(Collected data entries)
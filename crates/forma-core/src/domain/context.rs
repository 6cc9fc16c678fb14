//! Generation context: the in-memory accumulator plugins write into.
//!
//! One context exists per render call, exclusively owned by the renderer
//! and lent to one plugin at a time. It performs no I/O; the only way
//! prior filesystem state enters it is the `existing` seed map supplied
//! by the caller.

use std::collections::HashMap;

use crate::domain::config::ProjectConfig;
use crate::domain::policy::Policy;

/// In-memory path→bytes store plus read-only config/policy access.
///
/// Insertion order is irrelevant: the renderer re-sorts the final file
/// map explicitly. `add_file` on an existing path overwrites; last write
/// in call order wins at the context level.
pub struct GenerationContext<'a> {
    files: HashMap<String, Vec<u8>>,
    // Every add_file path, drained by the renderer after each plugin so
    // multi-writer conflicts stay observable. Seeded files are not writes.
    written: Vec<String>,
    config: &'a ProjectConfig,
    policy: &'a Policy,
}

impl<'a> GenerationContext<'a> {
    pub fn new(config: &'a ProjectConfig, policy: &'a Policy) -> Self {
        Self {
            files: HashMap::new(),
            written: Vec::new(),
            config,
            policy,
        }
    }

    /// Context pre-seeded with files that already exist at the target,
    /// so plugins can ask "does this already exist" without overwriting.
    pub fn with_existing(
        config: &'a ProjectConfig,
        policy: &'a Policy,
        existing: HashMap<String, Vec<u8>>,
    ) -> Self {
        Self {
            files: existing,
            written: Vec::new(),
            config,
            policy,
        }
    }

    /// Store `bytes` under `path`, overwriting any previous content.
    pub fn add_file(&mut self, path: impl Into<String>, bytes: impl Into<Vec<u8>>) {
        let path = path.into();
        self.written.push(path.clone());
        self.files.insert(path, bytes.into());
    }

    pub fn has_file(&self, path: &str) -> bool {
        self.files.contains_key(path)
    }

    pub fn get_file(&self, path: &str) -> Option<&[u8]> {
        self.files.get(path).map(Vec::as_slice)
    }

    pub fn config(&self) -> &ProjectConfig {
        self.config
    }

    pub fn policy(&self) -> &Policy {
        self.policy
    }

    pub fn file_count(&self) -> usize {
        self.files.len()
    }

    /// Paths written since the last drain, in call order.
    pub(crate) fn drain_writes(&mut self) -> Vec<String> {
        std::mem::take(&mut self.written)
    }

    pub(crate) fn into_files(self) -> HashMap<String, Vec<u8>> {
        self.files
    }
}
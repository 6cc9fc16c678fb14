//! Application configuration for the CLI itself.
//!
//! [`AppConfig`] holds user defaults for generation flags and output
//! behaviour. It is loaded once at startup and stays in the CLI layer;
//! the core crate only ever sees the assembled `ProjectConfig`.
//!
//! Sources, strongest first: CLI flags (applied at the call-site),
//! `FORMA_*` environment variables (`__` separates sections), the
//! config file (`--config FILE`, else `forma.toml` in the working
//! directory), and built-in defaults.

use std::path::PathBuf;

use serde::{Deserialize, Serialize};

/// Application configuration.
#[derive(Debug, Clone, Serialize, Deserialize)]
pub struct AppConfig {
    /// Default values for generated projects.
    #[serde(default)]
    pub defaults: Defaults,
    /// Output settings.
    #[serde(default)]
    pub output: OutputConfig,
}

#[derive(Debug, Clone, Default, Serialize, Deserialize)]
pub struct Defaults {
    pub package_manager: Option<String>,
    pub preset: Option<String>,
    pub ci: Option<String>,
}

#[derive(Debug, Clone, Default, Serialize, Deserialize)]
pub struct OutputConfig {
    #[serde(default)]
    pub no_color: bool,
}

impl Default for AppConfig {
    fn default() -> Self {
        Self {
            defaults: Defaults::default(),
            output: OutputConfig::default(),
        }
    }
}

impl AppConfig {
    /// Load configuration, starting from defaults.
    ///
    /// `config_file` is the path the user passed via `--config`, or
    /// `None` to probe `forma.toml` in the current directory.
    pub fn load(config_file: Option<&PathBuf>) -> anyhow::Result<Self> {
        let mut builder = config::Config::builder();

        builder = match config_file {
            Some(path) => builder.add_source(config::File::from(path.clone())),
            None => builder.add_source(config::File::with_name("forma").required(false)),
        };
        builder = builder.add_source(
            config::Environment::with_prefix("FORMA")
                .prefix_separator("_")
                .separator("__"),
        );

        let cfg = builder.build()?;
        Ok(cfg.try_deserialize()?)
    }

    /// Path to the default configuration file.
    ///
    /// Uses `directories::ProjectDirs` for cross-platform correctness,
    /// falling back to `forma.toml` in the current directory.
    pub fn config_path() -> PathBuf {
        directories::ProjectDirs::from("dev", "forma", "forma")
            .map(|d| d.config_dir().join("config.toml"))
            .unwrap_or_else(|| PathBuf::from("forma.toml"))
    }
}

#[cfg(test)]
mod tests {
    use super::*;

    #[test]
    fn defaults_are_empty() {
        let cfg = AppConfig::default();
        assert!(cfg.defaults.preset.is_none());
        assert!(!cfg.output.no_color);
    }

    #[test]
    fn config_path_is_nonempty() {
        let p = AppConfig::config_path();
        assert!(!p.as_os_str().is_empty());
    }

    #[test]
    fn file_values_are_picked_up() {
        let dir = tempfile::tempdir().unwrap();
        let path = dir.path().join("custom.toml");
        std::fs::write(&path, "[defaults]\npreset = \"growth\"\n").unwrap();

        let cfg = AppConfig::load(Some(&path)).unwrap();
        assert_eq!(cfg.defaults.preset.as_deref(), Some("growth"));
    }
}
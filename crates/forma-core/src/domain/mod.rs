//! Core domain layer for Forma.
//!
//! This module contains pure data and contracts with ZERO I/O. The
//! pipeline layer orchestrates; plugins (external crates) produce bytes;
//! everything they exchange is defined here.
//!
//! ## Discipline
//!
//! - **No async**: everything is synchronous
//! - **No I/O**: no filesystem, network, or external calls
//! - **Immutable values**: config, policy, manifest never mutate after
//!   construction
//! - **Determinism first**: every ordering that reaches the output is an
//!   explicit sort, never container iteration order

pub mod config;
pub mod context;
pub mod error;
pub mod manifest;
pub mod plugin;
pub mod policy;
pub mod value_objects;

// Re-exports for convenience
pub use config::{ConfigBuilder, ProjectConfig, ProviderSelections};
pub use context::GenerationContext;
pub use error::{DomainError, ErrorCategory};
pub use manifest::{
    Manifest, ManifestEntry, RenderResult, RenderedFile, config_hash, normalize_line_endings,
    sha256_hex,
};
pub use plugin::{Plugin, PluginError, ValidationReport};
pub use policy::{
    Policy, PolicyOverlay, ProcessControls, ProcessOverlay, RuntimeSafety, RuntimeSafetyOverlay,
};
pub use value_objects::{
    CiProvider, ConflictPolicy, PackageManager, Phase, ProjectType, StrictnessPreset,
    VersionPosture,
};
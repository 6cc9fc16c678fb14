//! CODEOWNERS generation for policies that require review ownership.
//!
//! Post phase: ownership is recorded after the content plugins have
//! decided what exists. Applies only when the resolved policy turns on
//! `require_code_owners` (the enterprise tier).

use forma_core::domain::{GenerationContext, Phase, Plugin, PluginError, ProjectConfig};
use forma_core::pipeline::resolve_policy;

#[derive(Debug)]
pub struct CodeOwnersPlugin;

impl Plugin for CodeOwnersPlugin {
    fn id(&self) -> &str {
        "codeowners"
    }

    fn version(&self) -> &str {
        "1.0.0"
    }

    fn phase(&self) -> Phase {
        Phase::Post
    }

    fn applies_to(&self, config: &ProjectConfig) -> bool {
        resolve_policy(config).process.require_code_owners
    }

    fn apply(&self, ctx: &mut GenerationContext<'_>) -> Result<(), PluginError> {
        let mut body = String::from("* @platform-team\n");
        if ctx.policy().requires_check("audit") {
            body.push_str("/.github/ @platform-team @security-team\n");
        }
        ctx.add_file(".github/CODEOWNERS", body.into_bytes());
        Ok(())
    }
}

Prompt » An exact copy of all the records is what is needed here.

Response box »
filename crates/forma-core/src/domain/context.rs
repository 6cc9fc16c678fb14
//! Generation context: the in-memory accumulator plugins write into.
//!
//! One context exists per render call, exclusively owned by the renderer
//! and lent to one plugin at a time. It performs no I/O; the only way
//! prior filesystem state enters it is the `existing` seed map supplied
//! by the caller.

use std::collections::HashMap;

use crate::domain::config::ProjectConfig;
use crate::domain::policy::Policy;

/// In-memory path→bytes store plus read-only config/policy access.
///
/// Insertion order is irrelevant: the renderer re-sorts the final file
/// map explicitly. `add_file` on an existing path overwrites; last write
/// in call order wins at the context level.
pub struct GenerationContext<'a> {
    files: HashMap<String, Vec<u8>>,
    // Every add_file path, drained by the renderer after each plugin so
    // multi-writer conflicts stay observable. Seeded files are not writes.
    written: Vec<String>,
    config: &'a ProjectConfig,
    policy: &'a Policy,
}

impl<'a> GenerationContext<'a> {
    pub fn new(config: &'a ProjectConfig, policy: &'a Policy) -> Self {
        Self {
            files: HashMap::new(),
            written: Vec::new(),
            config,
            policy,
        }
    }

    /// Context pre-seeded with files that already exist at the target,
    /// so plugins can ask "does this already exist" without overwriting.
    pub fn with_existing(
        config: &'a ProjectConfig,
        policy: &'a Policy,
        existing: HashMap<String, Vec<u8>>,
    ) -> Self {
        Self {
            files: existing,
            written: Vec::new(),
            config,
            policy,
        }
    }

    /// Store `bytes` under `path`, overwriting any previous content.
    pub fn add_file(&mut self, path: impl Into<String>, bytes: impl Into<Vec<u8>>) {
        let path = path.into();
        self.written.push(path.clone());
        self.files.insert(path, bytes.into());
    }

    pub fn has_file(&self, path: &str) -> bool {
        self.files.contains_key(path)
    }

    pub fn get_file(&self, path: &str) -> Option<&[u8]> {
        self.files.get(path).map(Vec::as_slice)
    }

    pub fn config(&self) -> &ProjectConfig {
        self.config
    }

    pub fn policy(&self) -> &Policy {
        self.policy
    }

    pub fn file_count(&self) -> usize {
        self.files.len()
    }

    /// Paths written since the last drain, in call order.
    pub(crate) fn drain_writes(&mut self) -> Vec<String> {
        std::mem::take(&mut self.written)
    }

    pub(crate) fn into_files(self) -> HashMap<String, Vec<u8>> {
        self.files
    }
}
repository 6cc9fc16c678fb14
//! Application configuration for the CLI itself.
//!
//! [`AppConfig`] holds user defaults for generation flags and output
//! behaviour. It is loaded once at startup and stays in the CLI layer;
//! the core crate only ever sees the assembled `ProjectConfig`.
//!
//! Sources, strongest first: CLI flags (applied at the call-site),
//! `FORMA_*` environment variables (`__` separates sections), the
//! config file (`--config FILE`, else `forma.toml` in the working
//! directory), and built-in defaults.

use std::path::PathBuf;

use serde::{Deserialize, Serialize};

/// Application configuration.
#[derive(Debug, Clone, Serialize, Deserialize)]
pub struct AppConfig {
    /// Default values for generated projects.
    #[serde(default)]
    pub defaults: Defaults,
    /// Output settings.
    #[serde(default)]
    pub output: OutputConfig,
}

#[derive(Debug, Clone, Default, Serialize, Deserialize)]
pub struct Defaults {
    pub package_manager: Option<String>,
    pub preset: Option<String>,
    pub ci: Option<String>,
}

#[derive(Debug, Clone, Default, Serialize, Deserialize)]
pub struct OutputConfig {
    #[serde(default)]
    pub no_color: bool,
}

impl Default for AppConfig {
    fn default() -> Self {
        Self {
            defaults: Defaults::default(),
            output: OutputConfig::default(),
        }
    }
}

impl AppConfig {
    /// Load configuration, starting from defaults.
    ///
    /// `config_file` is the path the user passed via `--config`, or
    /// `None` to probe `forma.toml` in the current directory.
    pub fn load(config_file: Option<&PathBuf>) -> anyhow::Result<Self> {
        let mut builder = config::Config::builder();

        builder = match config_file {
            Some(path) => builder.add_source(config::File::from(path.clone())),
            None => builder.add_source(config::File::with_name("forma").required(false)),
        };
        builder = builder.add_source(
            config::Environment::with_prefix("FORMA")
                .prefix_separator("_")
                .separator("__"),
        );

        let cfg = builder.build()?;
        Ok(cfg.try_deserialize()?)
    }

    /// Path to the default configuration file.
    ///
    /// Uses `directories::ProjectDirs` for cross-platform correctness,
    /// falling back to `forma.toml` in the current directory.
    pub fn config_path() -> PathBuf {
        directories::ProjectDirs::from("dev", "forma", "forma")
            .map(|d| d.config_dir().join("config.toml"))
            .unwrap_or_else(|| PathBuf::from("forma.toml"))
    }
}

#[cfg(test)]
mod tests {
    use super::*;

    #[test]
    fn defaults_are_empty() {
        let cfg = AppConfig::default();
        assert!(cfg.defaults.preset.is_none());
        assert!(!cfg.output.no_color);
    }

    #[test]
    fn config_path_is_nonempty() {
        let p = AppConfig::config_path();
        assert!(!p.as_os_str().is_empty());
    }

    #[test]
    fn file_values_are_picked_up() {
        let dir = tempfile::tempdir().unwrap();
        let path = dir.path().join("custom.toml");
        std::fs::write(&path, "[defaults]\npreset = \"growth\"\n").unwrap();

        let cfg = AppConfig::load(Some(&path)).unwrap();
        assert_eq!(cfg.defaults.preset.as_deref(), Some("growth"));
    }
}
filename crates/forma-core/src/domain/mod.rs
//! Core domain layer for Forma.
//!
//! This module contains pure data and contracts with ZERO I/O. The
//! pipeline layer orchestrates; plugins (external crates) produce bytes;
//! everything they exchange is defined here.
//!
//! ## Discipline
//!
//! - **No async**: everything is synchronous
//! - **No I/O**: no filesystem, network, or external calls
//! - **Immutable values**: config, policy, manifest never mutate after
//!   construction
//! - **Determinism first**: every ordering that reaches the output is an
//!   explicit sort, never container iteration order

pub mod config;
pub mod context;
pub mod error;
pub mod manifest;
pub mod plugin;
pub mod policy;
pub mod value_objects;

// Re-exports for convenience
pub use config::{ConfigBuilder, ProjectConfig, ProviderSelections};
pub use context::GenerationContext;
pub use error::{DomainError, ErrorCategory};
pub use manifest::{
    Manifest, ManifestEntry, RenderResult, RenderedFile, config_hash, normalize_line_endings,
    sha256_hex,
};
pub use plugin::{Plugin, PluginError, ValidationReport};
pub use policy::{
    Policy, PolicyOverlay, ProcessControls, ProcessOverlay, RuntimeSafety, RuntimeSafetyOverlay,
};
pub use value_objects::{
    CiProvider, ConflictPolicy, PackageManager, Phase, ProjectType, StrictnessPreset,
    VersionPosture,
};
repository 6cc9fc16c678fb14
//! CODEOWNERS generation for policies that require review ownership.
//!
//! Post phase: ownership is recorded after the content plugins have
//! decided what exists. Applies only when the resolved policy turns on
//! `require_code_owners` (the enterprise tier).

use forma_core::domain::{GenerationContext, Phase, Plugin, PluginError, ProjectConfig};
use forma_core::pipeline::resolve_policy;

#[derive(Debug)]
pub struct CodeOwnersPlugin;

impl Plugin for CodeOwnersPlugin {
    fn id(&self) -> &str {
        "codeowners"
    }

    fn version(&self) -> &str {
        "1.0.0"
    }

    fn phase(&self) -> Phase {
        Phase::Post
    }

    fn applies_to(&self, config: &ProjectConfig) -> bool {
        resolve_policy(config).process.require_code_owners
    }

    fn apply(&self, ctx: &mut GenerationContext<'_>) -> Result<(), PluginError> {
        let mut body = String::from("* @platform-team\n");
        if ctx.policy().requires_check("audit") {
            body.push_str("/.github/ @platform-team @security-team\n");
        }
        ctx.add_file(".github/CODEOWNERS", body.into_bytes());
        Ok(())
    }
}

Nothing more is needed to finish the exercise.